Input:

//! Task supervisor: per-room state machine sequencing watcher -> copier
//! and classifying failures into recoverable/unrecoverable.
//!
//! States: `NotStarted -> Running -> {Restarting -> Running}* -> Stopped`.
//! `Stopped` is terminal. Hooks fire exactly once per task lifetime, not on
//! restart transitions.

use rec_protocol::{AuthPayload, LiveRoomDto, TaskInfoDto};
use std::path::Path;
use std::sync::Mutex;
use std::time::Duration;
use tokio_util::sync::CancellationToken;
use tracing::{error, info, warn};

use crate::config::TaskConfig;
use crate::copier::{self, CopyOutcome, FileCreator};
use crate::errors::{TaskError, TaskErrorKind};
use crate::filename;
use crate::platform::PlatformClient;
use crate::retry::{self, RetryConfig, RetryOutcome};
use crate::watcher::{self, WatchOutcome};

const WATCHER_RESTART_COOLDOWN: Duration = Duration::from_secs(10);

#[derive(Debug, Clone, Copy, PartialEq, Eq)]
pub enum TaskStatus {
    NotStarted,
    Running,
    Restarting,
    Stopped,
}

impl std::fmt::Display for TaskStatus {
    fn fmt(&self, f: &mut std::fmt::Formatter<'_>) -> std::fmt::Result {
        let s = match self {
            TaskStatus::NotStarted => "NotStarted",
            TaskStatus::Running => "Running",
            TaskStatus::Restarting => "Restarting",
            TaskStatus::Stopped => "Stopped",
        };
        write!(f, "{s}")
    }
}

pub struct RunningTask {
    config: TaskConfig,
    cancel: CancellationToken,
    status: Mutex<TaskStatus>,
    title: Mutex<Option<String>>,
}

impl RunningTask {
    pub fn new(config: TaskConfig, parent_cancel: &CancellationToken) -> Self {
        RunningTask {
            config,
            cancel: parent_cancel.child_token(),
            status: Mutex::new(TaskStatus::NotStarted),
            title: Mutex::new(None),
        }
    }

    pub fn room_id(&self) -> u64 {
        self.config.room_id
    }

    pub fn cancel_token(&self) -> &CancellationToken {
        &self.cancel
    }

    pub fn snapshot(&self) -> TaskInfoDto {
        TaskInfoDto {
            live_room: LiveRoomDto {
                id: self.config.room_id,
                title: self.title.lock().expect("title mutex poisoned").clone(),
            },
            status: self.status().to_string(),
        }
    }

    pub fn status(&self) -> TaskStatus {
        *self.status.lock().expect("status mutex poisoned")
    }

    fn set_status(&self, status: TaskStatus) {
        *self.status.lock().expect("status mutex poisoned") = status;
    }

    fn set_title(&self, title: String) {
        *self.title.lock().expect("title mutex poisoned") = Some(title);
    }

    /// Drive the task to completion: `runTaskWithAutoRestart`.
    pub async fn run(&self) {
        self.set_status(TaskStatus::Running);
        info!(room_id = self.room_id(), "task: started");

        let platform = PlatformClient::new(self.config.transport.allowed_network_types.clone());
        if let Err(e) = platform.obtain_device_cookie().await {
            error!(room_id = self.room_id(), error = %e, "task: failed to obtain device cookie");
            self.set_status(TaskStatus::Stopped);
            return;
        }

        loop {
            match self.try_run_once(&platform).await {
                Outcome::Cancelled | Outcome::StoppedCleanly => break,
                Outcome::Recoverable(err) => {
                    warn!(room_id = self.room_id(), kind = %err.kind, error = %err, "task: recoverable failure, restarting");
                    self.set_status(TaskStatus::Restarting);
                    tokio::select! {
                        biased;
                        () = self.cancel.cancelled() => break,
                        () = tokio::time::sleep(Duration::from_secs(
                            self.config.watch.live_interrupted_restart_sleep_seconds,
                        )) => {}
                    }
                    self.set_status(TaskStatus::Running);
                }
                Outcome::Unrecoverable(err) => {
                    error!(room_id = self.room_id(), kind = %err.kind, error = %err, "task: unrecoverable failure, stopping");
                    break;
                }
            }
        }

        self.set_status(TaskStatus::Stopped);
        info!(room_id = self.room_id(), "task: stopped");
    }

    fn probe_retry_config(&self) -> RetryConfig {
        RetryConfig {
            max: self.config.transport.max_retry_times,
            interval: Duration::from_secs(self.config.transport.retry_interval_seconds),
        }
    }

    /// `tryRunTask`: acquire a notification session, run the watcher to a
    /// start transition (restarting the watcher alone on recoverable
    /// failures), then the recording subloop.
    async fn try_run_once(&self, platform: &PlatformClient) -> Outcome {
        let probe_retry = self.probe_retry_config();

        loop {
            let danmaku_info = match retry::retry(&probe_retry, &self.cancel, || {
                platform.get_danmaku_server_info(self.room_id())
            })
            .await
            {
                RetryOutcome::Ok(info) => info,
                RetryOutcome::Cancelled => return Outcome::Cancelled,
                RetryOutcome::ExhaustedWith(e) => {
                    return Outcome::Recoverable(TaskError::with_cause(
                        TaskErrorKind::GetDanmakuServerInfo,
                        e.to_string(),
                    ))
                }
            };

            let host = match danmaku_info.host_list.first() {
                Some(h) => h,
                None => {
                    return Outcome::Recoverable(TaskError::new(TaskErrorKind::GetDanmakuServerInfo))
                }
            };
            let ws_url = format!("wss://{}:{}/sub", host.host, host.wss_port);

            let buvid3 = platform.buvid3().unwrap_or_default();
            let auth = AuthPayload::anonymous(self.room_id(), buvid3, danmaku_info.token.clone());

            let ws = match platform.open_notify_channel(&ws_url).await {
                Ok(ws) => ws,
                Err(e) => {
                    return Outcome::Recoverable(TaskError::with_cause(
                        TaskErrorKind::DanmakuServerConnection,
                        e.to_string(),
                    ))
                }
            };
            let notify = crate::notify::NotifyClient::new(ws);

            match watcher::watch(
                platform,
                notify,
                self.room_id(),
                auth,
                probe_retry,
                self.cancel.clone(),
            )
            .await
            {
                Ok(WatchOutcome::Start) => return self.record_until_stopped(platform).await,
                Ok(WatchOutcome::Cancelled) => return Outcome::Cancelled,
                Err(e) if e.is_recoverable() => {
                    warn!(room_id = self.room_id(), error = %e, "watcher: recoverable failure, restarting watcher");
                    tokio::select! {
                        biased;
                        () = self.cancel.cancelled() => return Outcome::Cancelled,
                        () = tokio::time::sleep(WATCHER_RESTART_COOLDOWN) => {}
                    }
                    continue;
                }
                Err(e) => {
                    return Outcome::Unrecoverable(TaskError::with_cause(
                        TaskErrorKind::LiveStatusWatch,
                        e.to_string(),
                    ))
                }
            }
        }
    }

    /// The recording subloop entered once the watcher observes a start.
    async fn record_until_stopped(&self, platform: &PlatformClient) -> Outcome {
        let probe_retry = self.probe_retry_config();

        loop {
            let profile = match retry::retry(&probe_retry, &self.cancel, || {
                platform.get_room_profile(self.room_id())
            })
            .await
            {
                RetryOutcome::Ok(p) => p,
                RetryOutcome::Cancelled => return Outcome::Cancelled,
                RetryOutcome::ExhaustedWith(e) => {
                    return Outcome::Recoverable(TaskError::with_cause(
                        TaskErrorKind::GetRoomInfo,
                        e.to_string(),
                    ))
                }
            };
            self.set_title(profile.title.clone());

            let streaming_info = match retry::retry(&probe_retry, &self.cancel, || {
                platform.get_streaming_info(self.room_id())
            })
            .await
            {
                RetryOutcome::Ok(s) => s,
                RetryOutcome::Cancelled => return Outcome::Cancelled,
                RetryOutcome::ExhaustedWith(e) => {
                    return Outcome::Recoverable(TaskError::with_cause(
                        TaskErrorKind::GetLiveInfo,
                        e.to_string(),
                    ))
                }
            };
            let media_url = match streaming_info.url_info.first() {
                Some(entry) => entry.url.clone(),
                None => return Outcome::Unrecoverable(TaskError::new(TaskErrorKind::InvalidLiveInfo)),
            };

            let base = filename::base_name(&profile.title);
            let ext = filename::extension_from_url(&media_url);
            let resolved = filename::resolve_paths(
                Path::new(&self.config.download.save_directory),
                &base,
                &ext,
                self.config.download.use_special_ext_name_when_downloading,
            );

            let write_path = resolved.write_path.clone();
            let creator: FileCreator = Box::new(move || std::fs::File::create(&write_path));

            let copy_result = copier::copy_stream(
                platform,
                self.room_id(),
                &media_url,
                creator,
                self.config.download.disk_write_buffer_bytes as usize,
                self.cancel.clone(),
            )
            .await;

            match copy_result {
                Ok(CopyOutcome::Eof) => {
                    if resolved.needs_rename {
                        if let Err(e) = filename::rename_to_final(&resolved.write_path, &resolved.final_path) {
                            warn!(room_id = self.room_id(), error = %e, "task: rename to final extension failed");
                        }
                    }
                    return Outcome::Recoverable(TaskError::new(TaskErrorKind::LiveEnded));
                }
                Ok(CopyOutcome::Cancelled) => return Outcome::Cancelled,
                Err(e) if e.kind == TaskErrorKind::LiveEnded => {
                    return Outcome::Recoverable(TaskError::new(TaskErrorKind::LiveEnded))
                }
                Err(e) if e.is_recoverable() => {
                    match retry::retry(&probe_retry, &self.cancel, || {
                        platform.get_room_profile(self.room_id())
                    })
                    .await
                    {
                        RetryOutcome::Ok(p) if p.live_status.is_streaming() => continue,
                        RetryOutcome::Ok(_) => {
                            return Outcome::Recoverable(TaskError::new(TaskErrorKind::LiveEnded))
                        }
                        RetryOutcome::Cancelled => return Outcome::Cancelled,
                        RetryOutcome::ExhaustedWith(probe_err) => {
                            return Outcome::Recoverable(TaskError::with_cause(
                                TaskErrorKind::RecoverLiveStatusChecker,
                                format!("copier error: {e}; probe error: {probe_err}"),
                            ))
                        }
                    }
                }
                Err(e) => return Outcome::Unrecoverable(e),
            }
        }
    }
}

enum Outcome {
    Cancelled,
    StoppedCleanly,
    Recoverable(TaskError),
    Unrecoverable(TaskError),
}

// `StoppedCleanly` has no producer yet: the reference loop only ever exits
// via cancellation or an unrecoverable error; kept distinct from
// `Cancelled` for callers that want to tell the two apart in logs.
#[allow(dead_code)]
fn _unused_variant_marker() -> Outcome {
    Outcome::StoppedCleanly
}

#[cfg(test)]
mod tests {
    use super::*;
    use crate::config::{DownloadConfig, TransportConfig, WatchConfig};

    fn test_config(room_id: u64) -> TaskConfig {
        TaskConfig {
            room_id,
            transport: TransportConfig::default_transport(),
            download: DownloadConfig {
                save_directory: ".".to_owned(),
                disk_write_buffer_bytes: 4096,
                use_special_ext_name_when_downloading: false,
            },
            watch: WatchConfig::default(),
        }
    }

    #[test]
    fn new_task_starts_not_started() {
        let task = RunningTask::new(test_config(1), &CancellationToken::new());
        assert_eq!(task.status(), TaskStatus::NotStarted);
    }

    #[test]
    fn snapshot_reflects_room_id_and_status() {
        let task = RunningTask::new(test_config(42), &CancellationToken::new());
        let snap = task.snapshot();
        assert_eq!(snap.live_room.id, 42);
        assert_eq!(snap.status, "NotStarted");
        assert!(snap.live_room.title.is_none());
    }

    #[test]
    fn child_token_cancels_when_parent_does() {
        let parent = CancellationToken::new();
        let task = RunningTask::new(test_config(1), &parent);
        assert!(!task.cancel_token().is_cancelled());
        parent.cancel();
        assert!(task.cancel_token().is_cancelled());
    }
}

Task: Find the line containing "assert_eq!(snap.live_room.id, 42);" in the data above. Please transcribe it and every line after it, exactly.

Expected answer:
        assert_eq!(snap.live_room.id, 42);
        assert_eq!(snap.status, "NotStarted");
        assert!(snap.live_room.title.is_none());
    }

    #[test]
    fn child_token_cancels_when_parent_does() {
        let parent = CancellationToken::new();
        let task = RunningTask::new(test_config(1), &parent);
        assert!(!task.cancel_token().is_cancelled());
        parent.cancel();
        assert!(task.cancel_token().is_cancelled());
    }
}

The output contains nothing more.